### TASK DIRECTIONS
Output the data below in full, character for character.

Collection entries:

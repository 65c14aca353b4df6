//! Result application with correction support.

use crate::models::{Color, GameRecord, GameResult, Player, PlayerId, Section};

use super::EngineError;

/// Record `token` as the result of `(round_number, board)`.
///
/// If the pairing already holds a result this is a correction: the prior
/// credit is retracted (scores decremented, the matching history entries
/// removed) before the new one is applied. Applying the same token twice is
/// a no-op overall. Every lookup happens before the first mutation, so a
/// failing call leaves the Section exactly as it was.
pub fn apply_result(
    section: &mut Section,
    round_number: u32,
    board: u32,
    token: &str,
) -> Result<(), EngineError> {
    let new_result = GameResult::parse(token)
        .ok_or_else(|| EngineError::InvalidResultToken(token.to_string()))?;

    let round_idx = section
        .rounds
        .iter()
        .position(|r| r.number == round_number)
        .ok_or(EngineError::RoundNotFound(round_number))?;
    let pairing_idx = section.rounds[round_idx]
        .pairings
        .iter()
        .position(|p| p.board == board)
        .ok_or(EngineError::BoardNotFound {
            round: round_number,
            board,
        })?;
    let pairing = section.rounds[round_idx].pairings[pairing_idx].clone();

    let white_id = pairing.white_id.clone();
    let black_id = pairing.black_id.clone();

    let white = section
        .player(&white_id)
        .ok_or_else(|| EngineError::PlayerMissing(white_id.clone()))?;
    let black = match &black_id {
        Some(id) => Some(
            section
                .player(id)
                .ok_or_else(|| EngineError::PlayerMissing(id.clone()))?,
        ),
        None => None,
    };

    // Locate the entries a retraction would remove before touching anything.
    let mut white_retract = None;
    let mut black_retract = None;
    if pairing.result.is_some() {
        white_retract = Some(locate_entry(
            white,
            round_number,
            black_id.as_ref(),
            pairing.is_bye,
        )?);
        if let Some(black) = black {
            black_retract = Some(locate_entry(black, round_number, Some(&white_id), false)?);
        }
    }

    // All lookups done; mutations from here on cannot fail.
    if let Some(prev_result) = pairing.result {
        let (w_prev, b_prev) = prev_result.points();
        if let Some(idx) = white_retract {
            let white = section
                .player_mut(&white_id)
                .ok_or_else(|| EngineError::PlayerMissing(white_id.clone()))?;
            white.score -= w_prev;
            white.results.remove(idx);
        }
        if let (Some(idx), Some(black_id)) = (black_retract, &black_id) {
            let black = section
                .player_mut(black_id)
                .ok_or_else(|| EngineError::PlayerMissing(black_id.clone()))?;
            black.score -= b_prev;
            black.results.remove(idx);
        }
    }

    section.rounds[round_idx].pairings[pairing_idx].result = Some(new_result);

    let (w_new, b_new) = new_result.points();
    let white = section
        .player_mut(&white_id)
        .ok_or_else(|| EngineError::PlayerMissing(white_id.clone()))?;
    white.score += w_new;
    white.results.push(GameRecord {
        round: round_number,
        opponent_id: black_id.clone(),
        points: w_new,
        is_bye: pairing.is_bye,
    });
    white.sync_bye_flag();
    if let Some(black_id) = &black_id {
        // Idempotent: the pairer already recorded the matchup unless a
        // director replaced a player after pairing.
        if !white.has_played(black_id) {
            white.record_game(black_id.clone(), Color::White);
        }

        let black = section
            .player_mut(black_id)
            .ok_or_else(|| EngineError::PlayerMissing(black_id.clone()))?;
        black.score += b_new;
        black.results.push(GameRecord {
            round: round_number,
            opponent_id: Some(white_id.clone()),
            points: b_new,
            is_bye: false,
        });
        if !black.has_played(&white_id) {
            black.record_game(white_id.clone(), Color::Black);
        }
    }

    Ok(())
}

/// Find the history entry this pairing wrote for `player`, by
/// `(round, opponent)` for games or `(round, is_bye)` for byes.
fn locate_entry(
    player: &Player,
    round_number: u32,
    opponent: Option<&PlayerId>,
    is_bye: bool,
) -> Result<usize, EngineError> {
    player
        .results
        .iter()
        .position(|r| {
            r.round == round_number
                && if is_bye {
                    r.is_bye
                } else {
                    r.opponent_id.as_ref() == opponent
                }
        })
        .ok_or_else(|| {
            EngineError::PairingStateCorrupt(format!(
                "no round {} result entry to retract for player {}",
                round_number, player.id
            ))
        })
}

### EXERCISE RESPONSE
repository 65c14aca353b4df6
//! Result application with correction support.

use crate::models::{Color, GameRecord, GameResult, Player, PlayerId, Section};

use super::EngineError;

/// Record `token` as the result of `(round_number, board)`.
///
/// If the pairing already holds a result this is a correction: the prior
/// credit is retracted (scores decremented, the matching history entries
/// removed) before the new one is applied. Applying the same token twice is
/// a no-op overall. Every lookup happens before the first mutation, so a
/// failing call leaves the Section exactly as it was.
pub fn apply_result(
    section: &mut Section,
    round_number: u32,
    board: u32,
    token: &str,
) -> Result<(), EngineError> {
    let new_result = GameResult::parse(token)
        .ok_or_else(|| EngineError::InvalidResultToken(token.to_string()))?;

    let round_idx = section
        .rounds
        .iter()
        .position(|r| r.number == round_number)
        .ok_or(EngineError::RoundNotFound(round_number))?;
    let pairing_idx = section.rounds[round_idx]
        .pairings
        .iter()
        .position(|p| p.board == board)
        .ok_or(EngineError::BoardNotFound {
            round: round_number,
            board,
        })?;
    let pairing = section.rounds[round_idx].pairings[pairing_idx].clone();

    let white_id = pairing.white_id.clone();
    let black_id = pairing.black_id.clone();

    let white = section
        .player(&white_id)
        .ok_or_else(|| EngineError::PlayerMissing(white_id.clone()))?;
    let black = match &black_id {
        Some(id) => Some(
            section
                .player(id)
                .ok_or_else(|| EngineError::PlayerMissing(id.clone()))?,
        ),
        None => None,
    };

    // Locate the entries a retraction would remove before touching anything.
    let mut white_retract = None;
    let mut black_retract = None;
    if pairing.result.is_some() {
        white_retract = Some(locate_entry(
            white,
            round_number,
            black_id.as_ref(),
            pairing.is_bye,
        )?);
        if let Some(black) = black {
            black_retract = Some(locate_entry(black, round_number, Some(&white_id), false)?);
        }
    }

    // All lookups done; mutations from here on cannot fail.
    if let Some(prev_result) = pairing.result {
        let (w_prev, b_prev) = prev_result.points();
        if let Some(idx) = white_retract {
            let white = section
                .player_mut(&white_id)
                .ok_or_else(|| EngineError::PlayerMissing(white_id.clone()))?;
            white.score -= w_prev;
            white.results.remove(idx);
        }
        if let (Some(idx), Some(black_id)) = (black_retract, &black_id) {
            let black = section
                .player_mut(black_id)
                .ok_or_else(|| EngineError::PlayerMissing(black_id.clone()))?;
            black.score -= b_prev;
            black.results.remove(idx);
        }
    }

    section.rounds[round_idx].pairings[pairing_idx].result = Some(new_result);

    let (w_new, b_new) = new_result.points();
    let white = section
        .player_mut(&white_id)
        .ok_or_else(|| EngineError::PlayerMissing(white_id.clone()))?;
    white.score += w_new;
    white.results.push(GameRecord {
        round: round_number,
        opponent_id: black_id.clone(),
        points: w_new,
        is_bye: pairing.is_bye,
    });
    white.sync_bye_flag();
    if let Some(black_id) = &black_id {
        // Idempotent: the pairer already recorded the matchup unless a
        // director replaced a player after pairing.
        if !white.has_played(black_id) {
            white.record_game(black_id.clone(), Color::White);
        }

        let black = section
            .player_mut(black_id)
            .ok_or_else(|| EngineError::PlayerMissing(black_id.clone()))?;
        black.score += b_new;
        black.results.push(GameRecord {
            round: round_number,
            opponent_id: Some(white_id.clone()),
            points: b_new,
            is_bye: false,
        });
        if !black.has_played(&white_id) {
            black.record_game(white_id.clone(), Color::Black);
        }
    }

    Ok(())
}

/// Find the history entry this pairing wrote for `player`, by
/// `(round, opponent)` for games or `(round, is_bye)` for byes.
fn locate_entry(
    player: &Player,
    round_number: u32,
    opponent: Option<&PlayerId>,
    is_bye: bool,
) -> Result<usize, EngineError> {
    player
        .results
        .iter()
        .position(|r| {
            r.round == round_number
                && if is_bye {
                    r.is_bye
                } else {
                    r.opponent_id.as_ref() == opponent
                }
        })
        .ok_or_else(|| {
            EngineError::PairingStateCorrupt(format!(
                "no round {} result entry to retract for player {}",
                round_number, player.id
            ))
        })
}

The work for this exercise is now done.